By the time we'd finished, the museum was absolutely packed, with lots of kids happily having a rainy-day playtime (though in a reasonably well-behaved fashion - I tried to do some clever long-exposure stuff to get photos of blurred kids running past the fossils, but the children weren't being hyperactive enough), so we decided to head north to Camden for some lunch and a beverage or two in the deceptively civilised BrewDog bar

BrewDog humour
Having finished our refreshment, we strolled around the market, feeling somewhat uninspired. I don't know whether it was the rain or the recession or the gentrification of the area, but Camden felt a lot duller than it used to be. In days gone by, Tim would be offered drugs at least once within ten yards of the station, and by the time we got to the canal my head would be spinning from the amount of Funny Smoke around. As it was, everything felt very homogenised and I only caught three whiffs of Naughty Stuff. 

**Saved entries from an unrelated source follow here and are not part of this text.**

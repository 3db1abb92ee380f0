use super::{ConnectionType, HolderError, SideConfig};
use crate::position::BlockFace;
use serde::{Deserialize, Serialize};

/// Energy storage of an endpoint.
///
/// `max_insert`/`max_extract` bound how much may move in or out during one
/// execution of the energy algorithm. Stored energy never exceeds
/// `max_energy`, and no face is connected wider than `allowed`; both hold
/// for deserialized holders too.
#[derive(Debug, Clone, PartialEq, Eq, Serialize, Deserialize)]
#[serde(try_from = "RawEnergyHolder")]
pub struct EnergyHolder {
    energy: u64,
    max_energy: u64,
    pub max_insert: u64,
    pub max_extract: u64,
    /// The widest connection type any face may be set to.
    allowed: ConnectionType,
    config: SideConfig,
}

#[derive(Deserialize)]
struct RawEnergyHolder {
    energy: u64,
    max_energy: u64,
    max_insert: u64,
    max_extract: u64,
    allowed: ConnectionType,
    config: SideConfig,
}

impl TryFrom<RawEnergyHolder> for EnergyHolder {
    type Error = HolderError;

    fn try_from(raw: RawEnergyHolder) -> Result<Self, HolderError> {
        if raw.energy > raw.max_energy {
            return Err(HolderError::OverCapacity {
                amount: raw.energy,
                capacity: raw.max_energy,
            });
        }
        raw.config.check_connections(|_, wanted| Ok(wanted.clamp_to(raw.allowed)))?;
        Ok(Self {
            energy: raw.energy,
            max_energy: raw.max_energy,
            max_insert: raw.max_insert,
            max_extract: raw.max_extract,
            allowed: raw.allowed,
            config: raw.config,
        })
    }
}

impl EnergyHolder {
    pub fn new(max_energy: u64, max_insert: u64, max_extract: u64, allowed: ConnectionType) -> Self {
        Self {
            energy: 0,
            max_energy,
            max_insert,
            max_extract,
            allowed,
            config: SideConfig::default(),
        }
    }

    /// Set the stored amount, clamped to capacity.
    pub fn with_energy(mut self, energy: u64) -> Self {
        self.energy = energy.min(self.max_energy);
        self
    }

    /// Store `energy` as is, to fabricate corrupt persisted data.
    #[cfg(test)]
    pub(crate) fn set_energy_unchecked(&mut self, energy: u64) {
        self.energy = energy;
    }

    pub fn energy(&self) -> u64 {
        self.energy
    }

    pub fn max_energy(&self) -> u64 {
        self.max_energy
    }

    pub fn allowed(&self) -> ConnectionType {
        self.allowed
    }

    /// How much this holder could accept right now.
    pub fn insertable(&self) -> u64 {
        if !self.allowed.insert() {
            return 0;
        }
        self.max_energy.saturating_sub(self.energy).min(self.max_insert)
    }

    /// How much this holder could give up right now.
    pub fn extractable(&self) -> u64 {
        if !self.allowed.extract() {
            return 0;
        }
        self.energy.min(self.max_extract)
    }

    /// Add up to `amount`, returning what was accepted.
    pub fn insert(&mut self, amount: u64) -> u64 {
        let accepted = amount.min(self.max_energy.saturating_sub(self.energy));
        self.energy += accepted;
        accepted
    }

    /// Remove up to `amount`, returning what was taken.
    pub fn extract(&mut self, amount: u64) -> u64 {
        let taken = amount.min(self.energy);
        self.energy -= taken;
        taken
    }

    pub fn config(&self) -> &SideConfig {
        &self.config
    }

    /// Set the connection type of `face`, clamped to what the holder allows.
    /// Returns the type actually applied.
    pub fn set_connection(&mut self, face: BlockFace, wanted: ConnectionType) -> ConnectionType {
        let applied = wanted.clamp_to(self.allowed);
        self.config.set_connection(face, applied);
        applied
    }

    pub fn set_channel(&mut self, face: BlockFace, channel: u32) {
        self.config.set_channel(face, channel);
    }

    pub fn set_insert_priority(&mut self, face: BlockFace, priority: i32) {
        self.config.set_insert_priority(face, priority);
    }

    pub fn set_extract_priority(&mut self, face: BlockFace, priority: i32) {
        self.config.set_extract_priority(face, priority);
    }

    /// Connect every face with the widest allowed type.
    pub fn connect_all(&mut self) {
        for face in BlockFace::ALL {
            self.set_connection(face, self.allowed);
        }
    }
}
// ---------------------------------------------------------------------------
// Connection type
// ---------------------------------------------------------------------------

/// How a face takes part in a network.
#[derive(Debug, Clone, Copy, Default, PartialEq, Eq, PartialOrd, Ord, Hash, Serialize, Deserialize)]
pub enum ConnectionType {
    #[default]
    None,
    Insert,
    Extract,
    Both,
}

impl ConnectionType {
    pub fn from_flags(insert: bool, extract: bool) -> Self {
        match (insert, extract) {
            (false, false) => ConnectionType::None,
            (true, false) => ConnectionType::Insert,
            (false, true) => ConnectionType::Extract,
            (true, true) => ConnectionType::Both,
        }
    }

    pub fn insert(self) -> bool {
        matches!(self, ConnectionType::Insert | ConnectionType::Both)
    }

    pub fn extract(self) -> bool {
        matches!(self, ConnectionType::Extract | ConnectionType::Both)
    }

    pub fn is_connected(self) -> bool {
        self != ConnectionType::None
    }

    /// Restrict `self` to what `allowed` supports.
    pub fn clamp_to(self, allowed: ConnectionType) -> ConnectionType {
        ConnectionType::from_flags(
            self.insert() && allowed.insert(),
            self.extract() && allowed.extract(),
        )
    }
}

// ---------------------------------------------------------------------------
// Side configuration
// ---------------------------------------------------------------------------

/// Per-face connection, channel and priority settings shared by all holder
/// kinds. Higher priority values are served first.
///
/// Connection types only change through the owning holder, which clamps them
/// to what it allows.
#[derive(Debug, Clone, PartialEq, Eq, Serialize, Deserialize)]
pub struct SideConfig {
    connections: FaceMap<ConnectionType>,
    channels: FaceMap<u32>,
    insert_priorities: FaceMap<i32>,
    extract_priorities: FaceMap<i32>,
}

impl Default for SideConfig {
    fn default() -> Self {
        Self {
            connections: FaceMap::splat(ConnectionType::None),
            channels: FaceMap::splat(DEFAULT_CHANNEL),
            insert_priorities: FaceMap::splat(DEFAULT_PRIORITY),
            extract_priorities: FaceMap::splat(DEFAULT_PRIORITY),
        }
    }
}
//! Deterministic allocation helpers shared by the resource algorithms.
//!
//! Higher priority values are served first. Within one priority tier,
//! [`split_even`] water-fills: the amount is divided evenly, members that
//! need less than their share are filled and the rest is divided again, and
//! an indivisible remainder is handed out one unit at a time in position
//! order. [`take_ordered`] drains sources greedily by priority, then
//! position.
//!
//! Participants of a channel take a [`Role`], and flows between roles run in
//! the order of [`FLOWS`].

use crate::position::Position;

// ---------------------------------------------------------------------------
// Roles
// ---------------------------------------------------------------------------

/// How a participant takes part in a channel, from the directions its faces
/// are connected for.
#[derive(Debug, Clone, Copy, PartialEq, Eq)]
pub enum Role {
    /// Extract only.
    Provider,
    /// Insert only.
    Consumer,
    /// Insert and extract.
    Buffer,
}

impl Role {
    pub fn from_flags(insert: bool, extract: bool) -> Option<Role> {
        match (insert, extract) {
            (true, true) => Some(Role::Buffer),
            (true, false) => Some(Role::Consumer),
            (false, true) => Some(Role::Provider),
            (false, false) => None,
        }
    }
}

/// Source and destination roles, in the order flows run. Providers serve
/// consumers before buffers; buffers only cover what consumers still need
/// and never feed each other.
pub const FLOWS: [(Role, Role); 3] = [
    (Role::Provider, Role::Consumer),
    (Role::Provider, Role::Buffer),
    (Role::Buffer, Role::Consumer),
];

// ---------------------------------------------------------------------------
// Allocation
// ---------------------------------------------------------------------------

/// One participant in an allocation: how much it can take (or give).
#[derive(Debug, Clone, Copy, PartialEq, Eq)]
pub struct Claim {
    pub priority: i32,
    pub pos: Position,
    pub amount: u64,
}

impl Claim {
    pub fn new(priority: i32, pos: Position, amount: u64) -> Self {
        Self { priority, pos, amount }
    }
}

/// Indices of `claims` ordered by descending priority, then ascending
/// position. Ties beyond that keep their input order.
fn service_order(claims: &[Claim]) -> Vec<usize> {
    let mut order: Vec<usize> = (0..claims.len()).collect();
    order.sort_by(|&a, &b| {
        claims[b]
            .priority
            .cmp(&claims[a].priority)
            .then(claims[a].pos.cmp(&claims[b].pos))
    });
    order
}

/// Distribute up to `total` among `claims`, never exceeding a claim's
/// amount. Returns the allocation per claim, in input order.
pub fn split_even(total: u64, claims: &[Claim]) -> Vec<u64> {
    let mut given = vec![0u64; claims.len()];
    let mut remaining = total;
    let order = service_order(claims);

    let mut start = 0;
    while start < order.len() && remaining > 0 {
        let priority = claims[order[start]].priority;
        let end = order[start..]
            .iter()
            .position(|&i| claims[i].priority != priority)
            .map_or(order.len(), |len| start + len);

        let mut active: Vec<usize> = order[start..end]
            .iter()
            .copied()
            .filter(|&i| claims[i].amount > 0)
            .collect();
        while !active.is_empty() && remaining > 0 {
            let share = remaining / active.len() as u64;
            if share == 0 {
                for &i in &active {
                    if remaining == 0 {
                        break;
                    }
                    given[i] += 1;
                    remaining -= 1;
                }
                break;
            }
            for &i in &active {
                let take = share.min(claims[i].amount - given[i]);
                given[i] += take;
                remaining -= take;
            }
            active.retain(|&i| given[i] < claims[i].amount);
        }
        start = end;
    }
    given
}

/// Take up to `total` from `claims`, draining each fully before moving to
/// the next in service order. Returns the amount taken per claim.
pub fn take_ordered(total: u64, claims: &[Claim]) -> Vec<u64> {
    let mut taken = vec![0u64; claims.len()];
    let mut remaining = total;
    for i in service_order(claims) {
        if remaining == 0 {
            break;
        }
        let take = remaining.min(claims[i].amount);
        taken[i] = take;
        remaining -= take;
    }
    taken
}

/// Sum of all claim amounts, saturating at `u64::MAX`.
pub fn total(claims: &[Claim]) -> u64 {
    claims.iter().fold(0u64, |sum, c| sum.saturating_add(c.amount))
}

#[cfg(test)]
mod tests {
    use super::*;
    use crate::id::WorldId;
    use proptest::prelude::*;

    fn at(x: i32) -> Position {
        Position::new(WorldId(0), x, 0, 0)
    }

    #[test]
    fn equal_priority_splits_evenly() {
        let claims = [Claim::new(50, at(0), 40), Claim::new(50, at(1), 40)];
        assert_eq!(split_even(80, &claims), vec![40, 40]);
        assert_eq!(split_even(50, &claims), vec![25, 25]);
    }

    #[test]
    fn remainder_goes_by_position() {
        let claims = [Claim::new(50, at(2), 10), Claim::new(50, at(1), 10), Claim::new(50, at(3), 10)];
        assert_eq!(split_even(5, &claims), vec![2, 2, 1]);
    }

    #[test]
    fn small_claims_are_filled_and_rest_redistributed() {
        let claims = [Claim::new(50, at(0), 5), Claim::new(50, at(1), 100)];
        assert_eq!(split_even(60, &claims), vec![5, 55]);
    }

    #[test]
    fn higher_priority_fills_first() {
        let claims = [Claim::new(10, at(0), 40), Claim::new(90, at(1), 40)];
        assert_eq!(split_even(50, &claims), vec![10, 40]);
    }

    #[test]
    fn take_ordered_drains_by_priority_then_position() {
        let claims = [Claim::new(50, at(1), 50), Claim::new(50, at(0), 30), Claim::new(70, at(9), 5)];
        assert_eq!(take_ordered(60, &claims), vec![25, 30, 5]);
    }

    #[test]
    fn roles_from_flags() {
        assert_eq!(Role::from_flags(true, true), Some(Role::Buffer));
        assert_eq!(Role::from_flags(false, true), Some(Role::Provider));
        assert_eq!(Role::from_flags(false, false), None);
        assert!(FLOWS.iter().all(|&(from, to)| (from, to) != (Role::Buffer, Role::Buffer)));
    }

    #[test]
    fn total_saturates() {
        let claims = [Claim::new(50, at(0), u64::MAX), Claim::new(50, at(1), 10)];
        assert_eq!(total(&claims), u64::MAX);
        assert_eq!(split_even(u64::MAX, &claims), vec![u64::MAX - 10, 10]);
    }

    proptest! {
        #[test]
        fn split_even_never_overfills(
            total in 0u64..500,
            amounts in proptest::collection::vec((0i32..3, 0u64..100), 0..8),
        ) {
            let claims: Vec<Claim> = amounts
                .iter()
                .enumerate()
                .map(|(i, (p, a))| Claim::new(*p, at(i as i32), *a))
                .collect();
            let given = split_even(total, &claims);
            for (g, c) in given.iter().zip(&claims) {
                prop_assert!(*g <= c.amount);
            }
            let sum: u64 = given.iter().sum();
            prop_assert_eq!(sum, total.min(super::total(&claims)));
        }
    }
}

Just as we were wondering what to do, we heard a voice shouting our names, so looked around to see Lyope armed with a large set of camera gear. She was out with a photography friend trying to get some shots of Interesting People, but had come to the same conclusion as we had with regards to Camden. We obliged her by pretending to look Interesting (which caused a great deal of excitement amongst passers-by who stopped to take pictures of Charlotte taking pictures of us, presumably on the grounds that anyone with that amount of camera gear aimed at them must be worth photographing.

Lyope


We then led Charlotte astray by taking her back to BrewDog, where she reciprocated by suggesting that Tim try making a stilton martini. Which is why you should never take advice on mixing drinks from a teetotaller.